Basic Package Management With RPM command

Basic Package Management With RPM command



The RPM Package Manager (RPM) is a powerful command line driven package management system capable of installing, uninstalling, verifying, querying, and updating software packages for RPM based Linux Distros. This is adopted by many Linux Distros such as Red Hat Enterprise Linux, Fedora , SUSE Linux, openSUSE, CentOS, Meego, Mageia and many others.
It is also used on many other operating systems as well, and the RPM format is part of the Linux Standard Base .

Working with the rpm command

The rpm command performs the most common package-management functions, along with a host of uncommon functions as well. The table below lists the main operations you can perform with the rpm command and the command-line options to specify the given operations.

rpm command operations :

OperationShort OptionLong Option
Upgrade/install-U--upgrade
Install-i--install
Remove-e--erase
Query-q--query
Verify-V--verify
Check signature-K--checksig
Freshen (upgrade) already-installed package-F--freshen
Initialize databaseNone--initdb
Rebuild databaseNone--rebuilddb

Using this table as a guide, you can explore the options to the rpm command. To install or upgrade a package, use the -U command-line option:

rpm -U filename.rpm

Or , You can also use rpm -i filename.rpm for installation but you can use rpm -U filename.rpm for both installation and Upgrading purpose.

Please note that you need to log in as root, or use the su command to change to the root user to install the software using rpm command:

For example, to install the mlocate RPM used as an example in this chapter, run the following command:

rpm -U mlocate-0.22.2-2.i686.rpm

To get extra feedback, you can use a command like the following, with the -h and -v options in conjunction with the -U option:

rpm -Uhv mlocate-0.22.2-2.i686.rpm

When you run this command you will see more output than the default, which is no output unless there are errors. With the -h option, the rpm command will print a series of hash marks, #, to provide feedback that the command is still running. With the -v option, the rpm command provides more verbose messages.

To remove a package (called erase in RPM terminology), use the -e command-line option:

rpm -e package_name
Notice that you install a package file using the file name that ends in .rpm, but uninstall or erase a package without the .rpm extension. This is because you install RPM files, but once installed, you work with the installed packages. The file name and the package name do not have to correspond, but typically (and sanely) they have the same base name.
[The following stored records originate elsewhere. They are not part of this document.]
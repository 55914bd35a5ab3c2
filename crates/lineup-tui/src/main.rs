// Lineup board entry point.
//
// Startup sequence:
// 1. Initialize tracing (log to file, not terminal)
// 2. Load config
// 3. Open the local store and build the backend (remote HTTP or local
//    rosters + sqlite)
// 4. Create mpsc channels and the application state
// 5. Spawn app logic task
// 6. Run the TUI until the user quits
// 7. Cleanup on exit

use lineup_app::app;
use lineup_app::backend;
use lineup_app::config;
use lineup_tui::tui;

use anyhow::Context;
use tokio::sync::mpsc;
use tracing::{error, info};

#[tokio::main]
async fn main() -> anyhow::Result<()> {
    init_tracing()?;
    info!("Lineup board starting up");

    let config = config::load_config().context("failed to load configuration")?;
    info!(
        "Config loaded: formation={}, goalkeeper multiplier={}",
        config.default_formation, config.rating.goalkeeper_multiplier
    );

    let store = backend::open_store(&config).context("failed to open local store")?;
    let backend = backend::backend_from_config(&config, store.clone())
        .context("failed to build backend")?;

    let (cmd_tx, cmd_rx) = mpsc::channel(64);
    let (backend_tx, backend_rx) = mpsc::channel(64);
    let (ui_tx, ui_rx) = mpsc::channel(256);

    let app_state = app::AppState::new(config, backend, store, backend_tx);

    let app_handle = tokio::spawn(async move {
        if let Err(e) = app::run(cmd_rx, backend_rx, ui_tx, app_state).await {
            error!("Application loop error: {}", e);
        }
    });

    info!("Application ready");

    // Blocks until the user quits.
    if let Err(e) = tui::run(ui_rx, cmd_tx).await {
        error!("TUI error: {}", e);
    }

    let _ = tokio::time::timeout(std::time::Duration::from_secs(5), async {
        let _ = app_handle.await;
    })
    .await;

    info!("Lineup board shut down cleanly");
    Ok(())
}

/// Initialize tracing to log to a file (not the terminal, which is used by the TUI).
fn init_tracing() -> anyhow::Result<()> {
    use tracing_subscriber::fmt;
    use tracing_subscriber::EnvFilter;

    let log_dir = std::env::current_dir()?.join("logs");
    std::fs::create_dir_all(&log_dir)?;

    let log_file = std::fs::File::create(log_dir.join("lineup.log"))?;

    let subscriber = fmt::Subscriber::builder()
        .with_env_filter(EnvFilter::try_from_default_env().unwrap_or_else(|_| {
            EnvFilter::new("lineup=info,lineup_app=info,lineup_core=info,lineup_tui=info,warn")
        }))
        .with_writer(log_file)
        .with_ansi(false)
        .with_target(true)
        .with_thread_ids(true)
        .with_line_number(true)
        .finish();

    tracing::subscriber::set_global_default(subscriber)
        .context("failed to set tracing subscriber")?;

    Ok(())
}
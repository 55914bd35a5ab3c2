// Position-adjusted team rating.
//
// Each assigned player contributes their raw rating scaled by a penalty when
// the slot's role differs from their natural position. Players whose position
// text cannot be normalized are excluded rather than defaulted.

use std::collections::BTreeMap;

use serde::{Deserialize, Serialize};

use crate::assignment::AssignmentMap;
use crate::player::Player;
use crate::position::Role;

/// Penalty multipliers for out-of-position players.
#[derive(Debug, Clone, Copy, PartialEq, Serialize, Deserialize)]
pub struct RatingPolicy {
    /// Applied when an outfield player is put in goal. `1.0` exempts the
    /// goalkeeper slot from any penalty.
    pub goalkeeper_multiplier: f64,
    /// Applied to every other role mismatch.
    pub cross_position_multiplier: f64,
}

impl Default for RatingPolicy {
    fn default() -> Self {
        RatingPolicy {
            goalkeeper_multiplier: 0.5,
            cross_position_multiplier: 0.8,
        }
    }
}

/// Aggregate rating for one side's current assignment.
#[derive(Debug, Clone, Default, PartialEq, Serialize, Deserialize)]
pub struct TeamRating {
    pub per_role_totals: BTreeMap<Role, f64>,
    pub per_role_counts: BTreeMap<Role, usize>,
    /// Sum of adjusted ratings, rounded to two decimals.
    pub total: f64,
    /// Mean adjusted rating, rounded to two decimals; `0.0` when empty.
    pub average: f64,
    /// Assigned names with no matching roster entry.
    pub missing: Vec<String>,
    /// Assigned players skipped because their position is unrecognized.
    pub excluded: Vec<String>,
}

impl TeamRating {
    /// Number of players that counted toward the average.
    pub fn rated_count(&self) -> usize {
        self.per_role_counts.values().sum()
    }
}

/// A player's rating after the out-of-position penalty for `assigned`.
///
/// Returns `None` when the player's natural position is unrecognized.
pub fn adjusted_rating(player: &Player, assigned: Role, policy: &RatingPolicy) -> Option<f64> {
    let natural = player.natural_role()?;
    let adjusted = if natural == assigned {
        player.rating
    } else if assigned == Role::Goalkeeper {
        player.rating * policy.goalkeeper_multiplier
    } else {
        player.rating * policy.cross_position_multiplier
    };
    Some(adjusted)
}

/// Compute per-role totals, counts, and the team average.
///
/// Slot indices without a role (stale indices from another formation) are
/// ignored.
pub fn team_rating(
    assigned: &AssignmentMap,
    roster: &[Player],
    roles: &[Role],
    policy: &RatingPolicy,
) -> TeamRating {
    let mut rating = TeamRating::default();
    let mut total = 0.0;
    let mut count = 0usize;

    for (&slot, name) in assigned {
        let Some(&role) = roles.get(slot) else {
            continue;
        };
        let Some(player) = roster.iter().find(|p| &p.name == name) else {
            rating.missing.push(name.clone());
            continue;
        };
        let Some(adjusted) = adjusted_rating(player, role, policy) else {
            rating.excluded.push(name.clone());
            continue;
        };

        *rating.per_role_totals.entry(role).or_insert(0.0) += adjusted;
        *rating.per_role_counts.entry(role).or_insert(0) += 1;
        total += adjusted;
        count += 1;
    }

    rating.total = round2(total);
    rating.average = if count > 0 {
        round2(total / count as f64)
    } else {
        0.0
    };
    rating
}

/// Round to two decimal places.
pub fn round2(value: f64) -> f64 {
    (value * 100.0).round() / 100.0
}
To list every RPM package installed on your system, use a command like the following.

rpm -qa

Expect to wait while this command completes. Most Linux systems have numerous packages installed, which will result in many lines of output. To better see the output, you can pipe this command to the more command, as shown following:

rpm -qa | more

You will then see the package listing one screen at a time.